"НФ: Альманах научной фантастики. Выпуск 8" - читать интересную книгу автора (Гансовский Север, Полещук Александр,...)

ГЛАВА ДВАДЦАТАЯ

Когда-то старое кладбище считалось местом, далеким от центра города. Теперь же город охватил его кольцом. Здесь давно уже не хоронили, и служило оно не то небольшим парком, не то местом для игр городских мальчишек. Памятников на нем и раньше было немного, сейчас же они сохранились только возле кирпичных столбов, ранее поддерживавших ворота. Побитая камнями во время многочисленных мальчишеских сражений, стояла одиноко статуя, сжимающая в мраморной руке мраморный череп. На ее подножии была выбита надпись на немецком языке, сообщавшая, что череп в руке Гамлета молчит.
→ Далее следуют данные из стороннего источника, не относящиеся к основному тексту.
//! Byte-level tokenizer.
//!
//! Scans the raw statement text into position-tagged tokens, classifying
//! every word against the registry. Two-word keywords (`CREATE TABLE`,
//! `ORDER BY`, `NOT IN`, ...) are folded greedily: after a word, the lexer
//! looks ahead for a second word and folds when the pair is registry-known
//! *and* the second word is all-uppercase in the source. That single casing
//! rule is what distinguishes `CREATE TABLE` the keyword from `CREATE User`
//! the row insert.
//!
//! Unknown words are never rejected here (they become identifiers); only
//! symbolic operators the registry cannot normalize are fatal.

use thiserror::Error;

use crate::registry::{Registry, WordClass};
use crate::token::{Position, Token, TokenKind};

#[derive(Error, Debug, Clone, PartialEq)]
#[error("{message} ({position})")]
pub struct LexError {
    pub message: String,
    pub position: Position,
}

/// Tokenize a full statement. Fails on unterminated string literals and
/// unrecognized symbols; never on unknown words.
pub fn tokenize(text: &str, registry: &Registry) -> Result<Vec<Token>, LexError> {
    Lexer::new(text, registry).run()
}

struct Lexer<'a> {
    src: &'a [u8],
    pos: usize,
    line: usize,
    column: usize,
    registry: &'a Registry,
    tokens: Vec<Token>,
}

fn is_word_start(b: u8) -> bool {
    b.is_ascii_alphabetic() || b == b'_' || b == b'@'
}

fn is_word_char(b: u8) -> bool {
    b.is_ascii_alphanumeric() || matches!(b, b'_' | b'.' | b':' | b'@')
}

impl<'a> Lexer<'a> {
    fn new(text: &'a str, registry: &'a Registry) -> Self {
        Lexer {
            src: text.as_bytes(),
            pos: 0,
            line: 1,
            column: 1,
            registry,
            tokens: Vec::new(),
        }
    }

    fn run(mut self) -> Result<Vec<Token>, LexError> {
        loop {
            self.skip_whitespace();
            let Some(b) = self.peek() else { break };
            let start = self.position();

            if is_word_start(b) {
                self.scan_word(start)?;
            } else if b.is_ascii_digit() || (b == b'-' && self.minus_starts_number()) {
                self.scan_number(start);
            } else if b == b'\'' || b == b'"' {
                self.scan_string(start)?;
            } else if b == b'$' && self.peek_at(1) == Some(b'$') {
                self.scan_dollar_string(start)?;
            } else {
                self.scan_symbol(start)?;
            }
        }
        Ok(self.tokens)
    }

    // ============ Cursor primitives ============

    fn position(&self) -> Position {
        Position {
            offset: self.pos,
            line: self.line,
            column: self.column,
        }
    }

    fn peek(&self) -> Option<u8> {
        self.src.get(self.pos).copied()
    }

    fn peek_at(&self, ahead: usize) -> Option<u8> {
        self.src.get(self.pos + ahead).copied()
    }

    fn bump(&mut self) -> Option<u8> {
        let b = self.peek()?;
        self.pos += 1;
        if b == b'\n' {
            self.line += 1;
            self.column = 1;
        } else {
            self.column += 1;
        }
        Some(b)
    }

    fn skip_whitespace(&mut self) {
        while let Some(b) = self.peek() {
            if b.is_ascii_whitespace() {
                self.bump();
            } else {
                break;
            }
        }
    }

    fn push(&mut self, kind: TokenKind, text: impl Into<String>, position: Position) {
        self.tokens.push(Token::new(kind, text, position));
    }

    fn error(&self, message: impl Into<String>, position: Position) -> LexError {
        LexError {
            message: message.into(),
            position,
        }
    }

    // ============ Words and keyword folding ============

    fn scan_word(&mut self, start: Position) -> Result<(), LexError> {
        let raw = self.take_word();
        let upper = raw.to_ascii_uppercase();

        if let Some((kind, folded)) = self.try_fold(&upper) {
            self.push(kind, folded, start);
            return Ok(());
        }

        match self.registry.classify(&upper) {
            WordClass::Operation(_) => self.push(TokenKind::Operation, upper, start),
            WordClass::Clause => self.push(TokenKind::Clause, upper, start),
            WordClass::Operator => self.push(TokenKind::Operator, upper, start),
            WordClass::Bool => self.push(TokenKind::Bool, upper, start),
            WordClass::Ident => self.push(TokenKind::Ident, raw, start),
        }
        Ok(())
    }

    fn take_word(&mut self) -> String {
        let from = self.pos;
        while let Some(b) = self.peek() {
            if is_word_char(b) {
                self.bump();
            } else {
                break;
            }
        }
        String::from_utf8_lossy(&self.src[from..self.pos]).into_owned()
    }

    /// Lookahead for a second word forming a known two-word keyword. The
    /// second word must be all-uppercase in the source; on any failure the
    /// cursor is restored to just after the first word.
    fn try_fold(&mut self, first_upper: &str) -> Option<(TokenKind, String)> {
        let saved = (self.pos, self.line, self.column);
        self.skip_whitespace();

        let next = self.peek()?;
        if !is_word_start(next) {
            (self.pos, self.line, self.column) = saved;
            return None;
        }

        let second_raw = self.take_word();
        let combined = format!("{} {}", first_upper, second_raw.to_ascii_uppercase());
        let all_upper = second_raw
            .bytes()
            .all(|b| !b.is_ascii_lowercase());

        if all_upper && self.registry.is_two_word(&combined) {
            let kind = if self.registry.operation(&combined).is_some() {
                TokenKind::Operation
            } else if self.registry.is_clause(&combined) {
                TokenKind::Clause
            } else {
                TokenKind::Operator
            };
            return Some((kind, combined));
        }

        (self.pos, self.line, self.column) = saved;
        None
    }

    // ============ Numbers ============

    /// A leading `-` starts a numeric literal only after an operator, `=`,
    /// `(`, `,`, `[`, or at start of input. Everywhere else it is binary
    /// subtraction.
    fn minus_starts_number(&self) -> bool {
        if !self.peek_at(1).is_some_and(|b| b.is_ascii_digit()) {
            return false;
        }
        match self.tokens.last() {
            None => true,
            Some(t) => matches!(
                t.kind,
                TokenKind::Operator | TokenKind::LParen | TokenKind::Comma | TokenKind::LBracket
            ),
        }
    }

    fn scan_number(&mut self, start: Position) {
        let from = self.pos;
        if self.peek() == Some(b'-') {
            self.bump();
        }
        while self.peek().is_some_and(|b| b.is_ascii_digit()) {
            self.bump();
        }
        if self.peek() == Some(b'.') && self.peek_at(1).is_some_and(|b| b.is_ascii_digit()) {
            self.bump();
            while self.peek().is_some_and(|b| b.is_ascii_digit()) {
                self.bump();
            }
        }
        let text = String::from_utf8_lossy(&self.src[from..self.pos]).into_owned();
        self.push(TokenKind::Number, text, start);
    }

    // ============ Strings ============

    fn scan_string(&mut self, start: Position) -> Result<(), LexError> {
        let quote = self.bump().unwrap_or_default();
        // Collect raw bytes and validate once, so multi-byte UTF-8 sequences
        // pass through intact.
        let mut bytes = Vec::new();

        loop {
            let Some(b) = self.bump() else {
                return Err(self.error("unterminated string literal", start));
            };
            if b == quote {
                break;
            }
            if b == b'\\' {
                let Some(escaped) = self.bump() else {
                    return Err(self.error("unterminated string literal", start));
                };
                bytes.push(match escaped {
                    b'n' => b'\n',
                    b't' => b'\t',
                    b'r' => b'\r',
                    other => other,
                });
            } else {
                bytes.push(b);
            }
        }
        let text = String::from_utf8(bytes)
            .map_err(|_| self.error("string literal is not valid UTF-8", start))?;
        self.push(TokenKind::Str, text, start);
        Ok(())
    }

    /// PostgreSQL-style `$$...$$` literal; newlines inside count toward line
    /// tracking via `bump`.
    fn scan_dollar_string(&mut self, start: Position) -> Result<(), LexError> {
        self.bump();
        self.bump();
        let from = self.pos;

        loop {
            if self.peek().is_none() {
                return Err(self.error("unterminated dollar-quoted string", start));
            }
            if self.peek() == Some(b'$') && self.peek_at(1) == Some(b'$') {
                let text = String::from_utf8_lossy(&self.src[from..self.pos]).into_owned();
                self.bump();
                self.bump();
                self.push(TokenKind::Str, text, start);
                return Ok(());
            }
            self.bump();
        }
    }

    // ============ Symbols and operators ============

    fn scan_symbol(&mut self, start: Position) -> Result<(), LexError> {
        let b = self.bump().unwrap_or_default();

        let kind = match b {
            b'(' => Some(TokenKind::LParen),
            b')' => Some(TokenKind::RParen),
            b'[' => Some(TokenKind::LBracket),
            b']' => Some(TokenKind::RBracket),
            b'{' => Some(TokenKind::LBrace),
            b'}' => Some(TokenKind::RBrace),
            b',' => Some(TokenKind::Comma),
            b';' => Some(TokenKind::Semicolon),
            b'.' => Some(TokenKind::Dot),
            b':' => Some(TokenKind::Colon),
            b'\\' => Some(TokenKind::Backslash),
            _ => None,
        };
        if let Some(kind) = kind {
            self.push(kind, (b as char).to_string(), start);
            return Ok(());
        }

        // Greedy two-character operator, then single.
        let mut sym = (b as char).to_string();
        if let Some(next) = self.peek() {
            let two = format!("{}{}", b as char, next as char);
            if matches!(two.as_str(), "<=" | ">=" | "!=" | "<>" | "==") {
                self.bump();
                sym = two;
            }
        }

        match self.registry.normalize_symbol(&sym) {
            Some(normalized) => {
                self.push(TokenKind::Operator, normalized, start);
                Ok(())
            }
            None => {
                let message = match self.registry.suggest(&sym) {
                    Some(hint) => format!("unknown token '{sym}'. Did you mean '{hint}'?"),
                    None => format!("unknown token '{sym}'"),
                };
                Err(self.error(message, start))
            }
        }
    }
}

#[cfg(test)]
mod tests {
    use super::*;

    fn lex(text: &str) -> Vec<Token> {
        tokenize(text, &Registry::new()).unwrap()
    }

    #[test]
    fn words_classify_against_registry() {
        let toks = lex("GET User WHERE age > 25");
        let kinds: Vec<TokenKind> = toks.iter().map(|t| t.kind).collect();
        assert_eq!(
            kinds,
            vec![
                TokenKind::Operation,
                TokenKind::Ident,
                TokenKind::Clause,
                TokenKind::Ident,
                TokenKind::Operator,
                TokenKind::Number,
            ]
        );
        assert_eq!(toks[1].text, "User");
        assert_eq!(toks[2].text, "WHERE");
    }

    #[test]
    fn two_word_folding_requires_uppercase_second_word() {
        let toks = lex("CREATE TABLE User");
        assert_eq!(toks[0].kind, TokenKind::Operation);
        assert_eq!(toks[0].text, "CREATE TABLE");

        // "CREATE User" stays a CRUD insert into entity User.
        let toks = lex("CREATE User name = 'x'");
        assert_eq!(toks[0].text, "CREATE");
        assert_eq!(toks[1].text, "User");
        assert_eq!(toks[1].kind, TokenKind::Ident);
    }

    #[test]
    fn order_by_folds_into_one_clause_token() {
        let toks = lex("GET User ORDER BY name DESC");
        assert!(toks.iter().any(|t| t.text == "ORDER BY" && t.kind == TokenKind::Clause));
        assert!(toks.iter().any(|t| t.text == "DESC"));
    }

    #[test]
    fn positions_track_lines_and_columns() {
        let toks = lex("GET User\nWHERE age > 1");
        let where_tok = toks.iter().find(|t| t.text == "WHERE").unwrap();
        assert_eq!(where_tok.position.line, 2);
        assert_eq!(where_tok.position.column, 1);
    }

    #[test]
    fn unary_minus_only_after_operator_comma_or_open() {
        let toks = lex("WHERE x = -5");
        assert_eq!(toks.last().unwrap().text, "-5");
        assert_eq!(toks.last().unwrap().kind, TokenKind::Number);

        // After an identifier the minus is subtraction.
        let toks = lex("WITH price - 5");
        assert!(toks.iter().any(|t| t.kind == TokenKind::Operator && t.text == "-"));
        assert!(toks.iter().any(|t| t.kind == TokenKind::Number && t.text == "5"));
    }

    #[test]
    fn string_escapes_and_termination() {
        let toks = lex(r#"WHERE name = 'O\'Brien'"#);
        assert_eq!(toks.last().unwrap().text, "O'Brien");

        let err = tokenize("WHERE name = 'oops", &Registry::new()).unwrap_err();
        assert!(err.message.contains("unterminated"));
    }

    #[test]
    fn non_ascii_string_literals_survive() {
        let toks = lex("GET User WHERE name = 'café'");
        let s = toks.iter().find(|t| t.kind == TokenKind::Str).unwrap();
        assert_eq!(s.text, "café");

        let toks = lex("CREATE City name = '東京'");
        let s = toks.iter().find(|t| t.kind == TokenKind::Str).unwrap();
        assert_eq!(s.text, "東京");
    }

    #[test]
    fn dollar_quoted_counts_newlines() {
        let toks = lex("CREATE FUNCTION f body:x $$line1\nline2$$ WHERE");
        let s = toks.iter().find(|t| t.kind == TokenKind::Str).unwrap();
        assert_eq!(s.text, "line1\nline2");
        let after = toks.iter().find(|t| t.text == "WHERE").unwrap();
        assert_eq!(after.position.line, 2);
    }

    #[test]
    fn unknown_symbol_suggests_keyword() {
        let err = tokenize("GET User WHERE a ! 1", &Registry::new()).unwrap_err();
        assert!(err.message.contains("unknown token"), "{}", err.message);
    }

    #[test]
    fn ddl_attributes_lex_as_single_words() {
        let toks = lex("CREATE TABLE User id:int:primary name:varchar(50)");
        assert!(toks.iter().any(|t| t.text == "id:int:primary"));
    }
}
Фомин и Ашмарин, встреченные у входа принцем Гамлетом, долго стояли перед ним, силясь разобрать надпись. Это удалось Фомину не без труда и настроило друзей несколько философически.

— Вот так и наши черепушки когда-нибудь отроют, — сказал Ашмарин.

— Может быть, — задумчиво подхватил Фомин. — И знает ведь парень-то этот, что череп, а спрашивает.

— Интересуется… Оно, может, и череп, а все же глаза глядели, носом нюхал, человеком был.

— А парень видный, — одобрительно заметил Фомин, кивнув на принца датского. — И на кого он похож?

— На Митьку Калабушкина, вот на кого, — тотчас же ответил Ашмарин, и вскочив на пьедестал, нахлобучил на голову Гамлета свою мичманку.

— Ну, точно Митька! — обрадовался Фомин. — Знаешь чего, мы тут в воскресенье сфотографируемся! А чего? Нашим пошлем в дивизион. Ты понимаешь, что там будет? Да если наши ребята сейчас нас с тобой увидели бы, во бы рты пораскрывали!

Ашмарин и Фомин пришли в восторженное состояние духа, живо представив себе, как их фотография с каменным чудаком посередине, как две капли воды похожим на Митьку Калабушкина, пойдет в кубрике по рукам.

— А Петро скажет, — предположил Ашмарин, — ну, дывы?

— А точно, он так и скажет!

И вдруг позади них раздался негромкий женский голос:

— Я не сомневаюсь, что ваш Петро так именно и скажет, а сейчас снимите, пожалуйста, ваш головной убор со статуи.

Ашмарин и Фомин медленно повернулись. На каменной скамеечке сидела седая женщина, держа на коленях потрепанную черную сумочку.

— Учительша, — шепнул Ашмарин Фомину и сдернул с головы статуи мичманку.

— А он кто? — вежливо осведомился Фомин, показав на статую. — Родственник вам?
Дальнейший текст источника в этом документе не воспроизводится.